New dimension in viral hepatitis research.

Abstract

Chronic hepatitis B is the leading cause of hepatocellular carcinoma and a significant global health issue, affecting over 296 million people worldwide, with 15 million people coinfected with hepatitis delta virus (HDV) suffering accelerated disease progression. Recent advances in single-cell sequencing and spatial transcriptomics offer promising insights to improve the understanding of the liver's immune responses and hepatitis B virus (HBV)-infected cell distribution, with the final goal being the achievement of an HBV 'functional cure'. In this issue of eGastroenterology, Cross et al used the GeoMx nanostring digital spatial profiling (DSP) technology to study gene expression in the liver tissues of three patients (one HBV-monoinfected, one HBV/HDV coinfected and one HBV/human immunodeficiency virus (HIV) coinfected). Unlike other spatial transcriptomics techniques, GeoMx DSP allows targeted selection of specific tissue regions (regions of interest) for analysis, enabling precise gene expression mapping.

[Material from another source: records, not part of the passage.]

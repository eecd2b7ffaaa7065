//! Decompression of MDict block payloads.
//!
//! A block frame names its codec with a one-byte tag:
//! - `0`: stored, no compression
//! - `1`: LZO1X
//! - `2`: zlib (deflate)
//!
//! Every codec must produce exactly the decompressed length declared by the
//! surrounding info section; anything else is reported as a corrupt block.

use std::io::Read;

use flate2::read::ZlibDecoder;

use crate::{MdictError, Result};

/// Compression methods a block frame may declare.
#[derive(Debug, Clone, Copy, PartialEq, Eq)]
#[repr(u8)]
pub enum CompressionMethod {
    /// Payload is stored as is
    None = 0,
    /// LZO1X compression
    Lzo = 1,
    /// zlib-wrapped deflate compression
    Deflate = 2,
}

impl TryFrom<u8> for CompressionMethod {
    type Error = MdictError;

    fn try_from(value: u8) -> Result<Self> {
        match value {
            0 => Ok(CompressionMethod::None),
            1 => Ok(CompressionMethod::Lzo),
            2 => Ok(CompressionMethod::Deflate),
            _ => Err(MdictError::unsupported_compression(value)),
        }
    }
}

/// zlib cannot expand a byte further than this; LZO1X stays well below it.
const MAX_EXPANSION: usize = 1032;

/// Rejects declared sizes no payload of `compressed_len` bytes can decode to, then
/// reserves the output buffer without aborting on allocation failure.
fn output_buffer(compressed_len: usize, original_size: usize) -> Result<Vec<u8>> {
    let limit = compressed_len.saturating_mul(MAX_EXPANSION).saturating_add(64);
    if original_size > limit {
        return Err(MdictError::corrupt_block(format!(
            "declared size {} is impossible for {} compressed bytes", original_size, compressed_len
        )));
    }
    let mut buffer = Vec::new();
    buffer.try_reserve_exact(original_size)
        .map_err(|e| MdictError::corrupt_block(format!("cannot allocate {} bytes: {}", original_size, e)))?;
    Ok(buffer)
}

/// Common interface for the block decompressors.
pub trait Decompressor {
    /// Decompresses `data`, which must expand to exactly `original_size` bytes.
    fn decompress(&self, data: &[u8], original_size: usize) -> Result<Vec<u8>>;
}

/// Pass-through for stored payloads.
pub struct NoCompression;

impl Decompressor for NoCompression {
    fn decompress(&self, data: &[u8], original_size: usize) -> Result<Vec<u8>> {
        if data.len() != original_size {
            return Err(MdictError::size_mismatch(original_size as u64, data.len() as u64));
        }
        Ok(data.to_vec())
    }
}

/// LZO1X decompression.
pub struct LzoDecompressor;

impl Decompressor for LzoDecompressor {
    fn decompress(&self, data: &[u8], original_size: usize) -> Result<Vec<u8>> {
        let mut decompressed = output_buffer(data.len(), original_size)?;
        decompressed.resize(original_size, 0);
        let (result, error) = rust_lzo::LZOContext::decompress_to_slice(data, &mut decompressed);
        if error != rust_lzo::LZOError::OK {
            return Err(MdictError::corrupt_block(format!("LZO decompression error: {}", error as i32)));
        }
        let produced = result.len();
        if produced != original_size {
            return Err(MdictError::size_mismatch(original_size as u64, produced as u64));
        }
        Ok(decompressed)
    }
}

/// zlib (deflate) decompression.
pub struct DeflateDecompressor;

impl Decompressor for DeflateDecompressor {
    fn decompress(&self, data: &[u8], original_size: usize) -> Result<Vec<u8>> {
        // One byte of slack is enough to tell "too long" from "exact".
        let mut decompressed = output_buffer(data.len(), original_size)?;
        let mut decoder = ZlibDecoder::new(data).take((original_size as u64).saturating_add(1));
        decoder.read_to_end(&mut decompressed)
            .map_err(|e| MdictError::corrupt_block(format!("Inflate error: {}", e)))?;
        if decompressed.len() != original_size {
            return Err(MdictError::size_mismatch(original_size as u64, decompressed.len() as u64));
        }
        Ok(decompressed)
    }
}

pub fn get_decompressor(method: CompressionMethod) -> Box<dyn Decompressor> {
    match method {
        CompressionMethod::None => Box::new(NoCompression),
        CompressionMethod::Lzo => Box::new(LzoDecompressor),
        CompressionMethod::Deflate => Box::new(DeflateDecompressor),
    }
}

/// Decompresses `data` with `method` to exactly `expected_len` bytes.
pub fn decompress(method: CompressionMethod, data: &[u8], expected_len: usize) -> Result<Vec<u8>> {
    get_decompressor(method).decompress(data, expected_len)
}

The study revealed spatially distinct transcriptomic signatures related to immune features and viral burden, identifying a component of underinvestigated immune cells. Despite the small sample size, this proof-of-concept study demonstrates the feasibility of spatial transcriptomics in analysing HBV infections. Future advances, such as integrating viral proteins and nucleic acids, will enhance the understanding of spatial viral replication. Challenges in tissue processing, data analysis and costs remain before spatial transcriptomics can be applied as a diagnostic tool, but ongoing multiomics approaches offer promise for improved diagnosis and therapy.